This is also why I strongly resist games that require me to be online to play. I don’t trust that they will always be available, or that I’ll always have a usable internet connection. If the idea is to make me want to go back to play the game, I need to be able to do that on a whim. Similarly, this is why portable games are so great; the low overhead of the DS version of Chrono Trigger means I’ll play it more than my old SNES version or PS1 version, and I played those a lot. The easier it is to just get in and play, the better, if you’re trying to get me to put your game in that “familiarity” slot. Otherwise, I’m going elsewhere.

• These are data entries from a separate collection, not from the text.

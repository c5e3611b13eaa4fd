//! Shared fixtures for tests

use async_trait::async_trait;
use serde_json::json;

use super::{ContentStore, Document, MemoryStore, Predicate, QueryOptions, SearchResponse};
use crate::error::StoreError;

/// Three posts and one page, in store order
pub(crate) fn sample_store() -> MemoryStore {
    let docs = json!([
        {
            "id": "P1", "uid": "first-post", "type": "post",
            "first_publication_date": "2021-03-15T19:25:28+0000",
            "data": {
                "title": "First", "subtitle": "One", "author": "Ana",
                "banner": {
                    "url": "https://images.prismic.io/b1.png",
                    "alt": "Rocket",
                    "dimensions": { "width": 1440, "height": 600 }
                },
                "content": [
                    {
                        "heading": "Intro",
                        "body": [{ "type": "paragraph", "text": "one two three", "spans": [] }]
                    }
                ]
            }
        },
        {
            "id": "P2", "uid": "second-post", "type": "post",
            "first_publication_date": "2021-03-20T10:00:00+0000",
            "data": {
                "title": "Second", "subtitle": "Two", "author": "Bruno",
                "banner": { "url": "https://images.prismic.io/b2.png" },
                "content": []
            }
        },
        { "id": "A1", "uid": "about", "type": "page", "data": { "title": "About" } },
        {
            "id": "P3", "uid": "third-post", "type": "post",
            "first_publication_date": null,
            "data": { "title": "Third", "subtitle": "Three", "author": "Carla" }
        }
    ]);
    MemoryStore::new(serde_json::from_value(docs).unwrap())
}

/// A store whose every call fails like a dropped connection
pub(crate) struct FailingStore;

#[async_trait]
impl ContentStore for FailingStore {
    async fn query(
        &self,
        _predicates: &[Predicate],
        _options: &QueryOptions,
    ) -> Result<SearchResponse, StoreError> {
        Err(unavailable())
    }

    async fn fetch_page(&self, _cursor: &str) -> Result<SearchResponse, StoreError> {
        Err(unavailable())
    }

    async fn get_by_uid(&self, _doc_type: &str, _uid: &str) -> Result<Document, StoreError> {
        Err(unavailable())
    }
}

fn unavailable() -> StoreError {
    StoreError::Status {
        status: 503,
        url: "https://spacetraveling.cdn.prismic.io/api/v2".to_string(),
    }
}
//! Date helper functions

use chrono::{DateTime, Datelike, FixedOffset, TimeZone};
use std::fmt::Display;
use chrono_tz::Tz;

use crate::error::FormatError;
use crate::i18n::MonthNames;

/// Parse a publication timestamp as sent by the content store.
///
/// Prismic sends `2021-03-15T00:00:00+0000`; RFC 3339 is accepted as well.
pub fn parse_timestamp(value: &str) -> Result<DateTime<FixedOffset>, FormatError> {
    let value = value.trim();
    DateTime::parse_from_rfc3339(value)
        .or_else(|_| DateTime::parse_from_str(value, "%Y-%m-%dT%H:%M:%S%z"))
        .or_else(|_| DateTime::parse_from_str(value, "%Y-%m-%dT%H:%M:%S%.f%z"))
        .map_err(|source| FormatError::InvalidDate {
            value: value.to_string(),
            source,
        })
}

/// Formats publication dates with a fixed pattern, zone and month names
#[derive(Debug, Clone)]
pub struct DateFormatter {
    pattern: String,
    timezone: Tz,
    months: MonthNames,
}

impl DateFormatter {
    pub fn new(pattern: &str, timezone: Tz, months: MonthNames) -> Self {
        Self {
            pattern: pattern.to_string(),
            timezone,
            months,
        }
    }

    /// Parse and format a raw timestamp
    pub fn format(&self, raw: &str) -> Result<String, FormatError> {
        let date = parse_timestamp(raw)?;
        Ok(self.format_date(&date))
    }

    pub fn format_date<Z: TimeZone>(&self, date: &DateTime<Z>) -> String {
        let local = date.with_timezone(&self.timezone);
        format_date(&local, &self.pattern, &self.months)
    }
}

/// Format a date using date-fns style tokens
///
/// # Examples
/// ```ignore
/// format_date(&date, "dd MMM yyyy", &months) // -> "15 Mar 2021"
/// ```
pub fn format_date<Z: TimeZone>(date: &DateTime<Z>, pattern: &str, months: &MonthNames) -> String
where
    Z::Offset: Display,
{
    let chrono_format = to_chrono_format(pattern, months, date.month());
    date.format(&chrono_format).to_string()
}

/// Convert date-fns tokens to a chrono format string.
///
/// Month names come from `months` rather than chrono's English tables, so
/// they are written in as literal text for `month`.
fn to_chrono_format(pattern: &str, months: &MonthNames, month: u32) -> String {
    let mut out = String::with_capacity(pattern.len() * 2);

    for token in tokenize(pattern) {
        match token {
            Token::Literal(text) => push_literal(&mut out, &text),
            Token::Field(letter, width) => match specifier(letter, width) {
                Some(spec) => out.push_str(spec),
                None => match (letter, width) {
                    ('M', 3) => push_literal(&mut out, months.short_name(month)),
                    ('M', _) => push_literal(&mut out, months.long_name(month)),
                    (other, w) => push_literal(&mut out, &other.to_string().repeat(w)),
                },
            },
        }
    }

    out
}

fn push_literal(out: &mut String, text: &str) {
    out.push_str(&text.replace('%', "%%"));
}

/// chrono specifier for a numeric field
fn specifier(letter: char, width: usize) -> Option<&'static str> {
    let spec = match (letter, width) {
        ('y', 2) => "%y",
        ('y', _) => "%Y",
        ('M', 1) => "%-m",
        ('M', 2) => "%m",
        ('d', 1) => "%-d",
        ('d', _) => "%d",
        ('H', 1) => "%-H",
        ('H', _) => "%H",
        ('m', 1) => "%-M",
        ('m', _) => "%M",
        ('s', 1) => "%-S",
        ('s', _) => "%S",
        _ => return None,
    };
    Some(spec)
}

#[derive(Debug, PartialEq)]
enum Token {
    Literal(String),
    Field(char, usize),
}

/// Split a pattern into runs of the same letter and literal text.
/// Text between single quotes is literal; `''` is a quote.
fn tokenize(pattern: &str) -> Vec<Token> {
    let chars: Vec<char> = pattern.chars().collect();
    let mut tokens = Vec::new();
    let mut literal = String::new();
    let mut i = 0;

    while i < chars.len() {
        let c = chars[i];
        if c == '\'' {
            if chars.get(i + 1) == Some(&'\'') {
                literal.push('\'');
                i += 2;
                continue;
            }
            i += 1;
            while i < chars.len() && chars[i] != '\'' {
                literal.push(chars[i]);
                i += 1;
            }
            i += 1;
        } else if c.is_ascii_alphabetic() {
            let start = i;
            while i < chars.len() && chars[i] == c {
                i += 1;
            }
            if !literal.is_empty() {
                tokens.push(Token::Literal(std::mem::take(&mut literal)));
            }
            tokens.push(Token::Field(c, i - start));
        } else {
            literal.push(c);
            i += 1;
        }
    }

    if !literal.is_empty() {
        tokens.push(Token::Literal(literal));
    }

    tokens
}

As for why this is important when I’m not a continuing stream of obvious revenue via a sub, well, I do occasionally buy DLC, and I do talk about and cheerlead for games that I love. I strongly recommend Chrono Trigger, Minecraft, Frozen Synapse, X-Com, Professor Layton, Recettear, Ghost Trick, World of Goo, Cogs and a whole bunch of other great games. Other people have purchased games I’ve recommended. I’ve purchased games other people recommend. If I didn’t have that positive experience with the games, then that free advertising goes away. Maybe it’s hard to quantify that, but there’s value there, and trying to mine it with RealID shenanigans or subs will make it evaporate instantly.
The last thing I want when I go for familiar gaming, my mental Fuzzy Slippers of Comfort +5, is to be hit up for money or a need to login to a server.